> Collected data

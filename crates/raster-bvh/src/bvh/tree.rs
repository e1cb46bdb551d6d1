//! BVH container, construction and traversal.

use nalgebra::Matrix4;

use crate::arena::Arena;
use crate::{Aabb, BvhConfig, BvhError, SceneView, TraversalMode};

use super::node::{BvhNode, NodeId};
use super::stats::{BuildStats, TraversalStats};
use super::visitor::BvhVisitor;

/// A bounding volume hierarchy over a static triangle scene, used to cull
/// geometry before rasterization.
///
/// # Construction
///
/// The whole tree is built by [`RasterBvh::build`]. Faces are partitioned
/// recursively with the configured [`SplitMethod`](crate::SplitMethod); nodes
/// live in an arena and leaves refer to contiguous runs of the face-order
/// array.
///
/// ```ignore
/// let bvh = RasterBvh::build(scene.view(), BvhConfig::default())?;
/// ```
///
/// # Per frame
///
/// Re-project every node with [`RasterBvh::implement_transform`], then walk
/// the tree with [`RasterBvh::traverse`]:
///
/// ```ignore
/// bvh.implement_transform(&view_projection);
/// let stats = bvh.traverse(&mut renderer);
/// ```
///
/// The projected bounds are not tracked for staleness, so the transform must
/// be applied every frame before traversing.
#[derive(Debug)]
pub struct RasterBvh<'s> {
    scene: SceneView<'s>,
    config: BvhConfig,
    arena: Arena<BvhNode>,
    root: Option<NodeId>,
    face_order: Vec<usize>,
    build_stats: BuildStats,
    last_traversal: TraversalStats,
}

impl<'s> RasterBvh<'s> {
    /// Builds a tree over every face of `scene`.
    ///
    /// An empty scene yields an empty tree.
    pub fn build(scene: SceneView<'s>, config: BvhConfig) -> Result<Self, BvhError> {
        config.validate()?;
        validate_indices(&scene)?;

        let face_count = scene.faces.len();
        // A binary tree over n faces never has more than 2n - 1 nodes.
        let max_nodes = (2 * face_count).saturating_sub(1).max(1);
        let block_bytes = config
            .arena_bytes()
            .min(max_nodes * std::mem::size_of::<BvhNode>());

        let mut builder = Builder {
            scene,
            config: &config,
            arena: Arena::with_block_bytes(block_bytes),
            permutation: (0..face_count).collect(),
            face_order: Vec::with_capacity(face_count),
            depth: 0,
            stats: BuildStats {
                total_faces: face_count,
                ..BuildStats::default()
            },
        };

        let root = if face_count == 0 {
            log::warn!("building a BVH over an empty scene; the tree will have no root");
            None
        } else {
            Some(builder.recursive_build(0, face_count))
        };

        let Builder {
            arena,
            face_order,
            stats,
            ..
        } = builder;

        log::info!(
            "built BVH ({}): {} faces, {} nodes, {} leaves, depth {}, {} KiB arena",
            config.split_method,
            stats.total_faces,
            stats.total_nodes,
            stats.leaf_count,
            stats.max_depth,
            arena.total_allocated() / 1024,
        );

        Ok(Self {
            scene,
            config,
            arena,
            root,
            face_order,
            build_stats: stats,
            last_traversal: TraversalStats::default(),
        })
    }

    /// Returns `true` if the tree has no root.
    #[inline]
    pub fn is_empty(&self) -> bool {
        self.root.is_none()
    }

    #[inline]
    pub fn root(&self) -> Option<NodeId> {
        self.root
    }

    #[inline]
    pub fn node(&self, id: NodeId) -> &BvhNode {
        &self.arena[id]
    }

    /// Every node, in allocation order (children before parents).
    pub fn nodes(&self) -> impl Iterator<Item = &BvhNode> {
        self.arena.iter()
    }

    /// The permutation of face indices that leaves point into.
    #[inline]
    pub fn face_order(&self) -> &[usize] {
        &self.face_order
    }

    /// Original face indices held by a leaf; empty for interior nodes.
    pub fn leaf_faces(&self, node: &BvhNode) -> &[usize] {
        node.leaf_range().map_or(&[], |range| &self.face_order[range])
    }

    #[inline]
    pub fn scene(&self) -> SceneView<'s> {
        self.scene
    }

    #[inline]
    pub fn config(&self) -> &BvhConfig {
        &self.config
    }

    #[inline]
    pub fn build_stats(&self) -> &BuildStats {
        &self.build_stats
    }

    /// Statistics of the most recent [`RasterBvh::traverse`].
    #[inline]
    pub fn last_traversal(&self) -> &TraversalStats {
        &self.last_traversal
    }

    /// Bounds of the whole scene, if the tree is not empty.
    pub fn scene_bounds(&self) -> Option<Aabb> {
        self.root.map(|root| *self.arena[root].bounds())
    }

    /// Re-projects every node's bounds through `m`, depth-first from the root.
    ///
    /// Only the cached projected bounds change. Does nothing on an empty tree.
    pub fn implement_transform(&mut self, m: &Matrix4<f32>) {
        let Some(root) = self.root else {
            return;
        };

        let mut stack = vec![root];
        while let Some(id) = stack.pop() {
            let node = &mut self.arena[id];
            node.project(m);
            if let Some([left, right]) = node.children() {
                stack.push(right);
                stack.push(left);
            }
        }
    }

    /// Walks the tree depth-first, left child first, handing every visited
    /// node to `visitor`.
    ///
    /// With [`TraversalMode::Prune`] the children of a rejected interior node
    /// are skipped; with [`TraversalMode::Exhaustive`] every node is visited.
    /// Returns the traversal's statistics, which are also kept in
    /// [`RasterBvh::last_traversal`].
    pub fn traverse<V: BvhVisitor>(&mut self, visitor: &mut V) -> TraversalStats {
        let mut stats = TraversalStats::begin(self.build_stats.total_nodes, self.build_stats.total_faces);

        if let Some(root) = self.root {
            let mut stack = Vec::with_capacity(self.build_stats.max_depth * 2);
            stack.push(root);

            while let Some(id) = stack.pop() {
                let node = &self.arena[id];
                visitor.debug_bounds(node.bounds());

                let faces = node.leaf_range().map_or(&[][..], |range| &self.face_order[range]);
                stats.visited_nodes += 1;
                let accepted = visitor.visit(node, faces, &mut stats);
                if accepted {
                    stats.mark_node_accepted();
                }

                if let Some([left, right]) = node.children() {
                    if accepted || self.config.traversal == TraversalMode::Exhaustive {
                        stack.push(right);
                        stack.push(left);
                    }
                }
            }
        }

        log::debug!(
            "BVH traversal: visited {} of {} nodes, culled {} nodes and {} faces",
            stats.visited_nodes,
            stats.total_nodes,
            stats.culled_nodes,
            stats.culled_faces,
        );

        self.last_traversal = stats;
        stats
    }

    /// Changes how [`RasterBvh::traverse`] treats rejected interior nodes.
    pub fn set_traversal_mode(&mut self, mode: TraversalMode) {
        self.config.traversal = mode;
    }
}

fn validate_indices(scene: &SceneView<'_>) -> Result<(), BvhError> {
    let vertex_count = scene.vertices.len();
    for (face, f) in scene.faces.iter().enumerate() {
        if let Some(vertex) = f.indices().into_iter().find(|&v| v >= vertex_count) {
            return Err(BvhError::VertexOutOfRange {
                face,
                vertex,
                vertex_count,
            });
        }
    }
    Ok(())
}

/// State threaded through the recursive build.
struct Builder<'a, 's> {
    scene: SceneView<'s>,
    config: &'a BvhConfig,
    arena: Arena<BvhNode>,
    /// Working permutation of face indices, reordered by the partitions.
    permutation: Vec<usize>,
    /// Leaf face runs, appended as leaves are created.
    face_order: Vec<usize>,
    depth: usize,
    stats: BuildStats,
}

impl Builder<'_, '_> {
    /// Builds the subtree over `permutation[start..end]` and returns its id.
    fn recursive_build(&mut self, start: usize, end: usize) -> NodeId {
        self.depth += 1;
        self.stats.max_depth = self.stats.max_depth.max(self.depth);
        self.stats.total_nodes += 1;

        let scene = self.scene;
        let bounds = self.permutation[start..end]
            .iter()
            .fold(Aabb::empty(), |b, &face| b.union(&scene.face_bounds(face)));
        let count = end - start;

        let node = if bounds.is_smaller_than(self.config.min_bound_length) {
            self.make_leaf(start, end, bounds.inflated(self.config.voxel_length))
        } else if count == 1 {
            self.make_leaf(start, end, bounds)
        } else {
            let axis = bounds.maximum_extent();
            let mid = start
                + self.config.split_method.partition(
                    &mut self.permutation[start..end],
                    &bounds,
                    axis,
                    &scene,
                );

            let left = self.recursive_build(start, mid);
            let right = self.recursive_build(mid, end);
            let union = self.arena[left].bounds().union(self.arena[right].bounds());
            BvhNode::interior(axis, [left, right], union, count)
        };

        self.depth -= 1;
        self.arena.alloc(node)
    }

    fn make_leaf(&mut self, start: usize, end: usize, bounds: Aabb) -> BvhNode {
        let first = self.face_order.len();
        self.face_order.extend_from_slice(&self.permutation[start..end]);
        self.stats.leaf_count += 1;
        BvhNode::leaf(first, end - start, bounds)
    }
}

> Exercise directions
State how many lines of the records above contain the word "push", and give only that number.

> Solution to the problem
5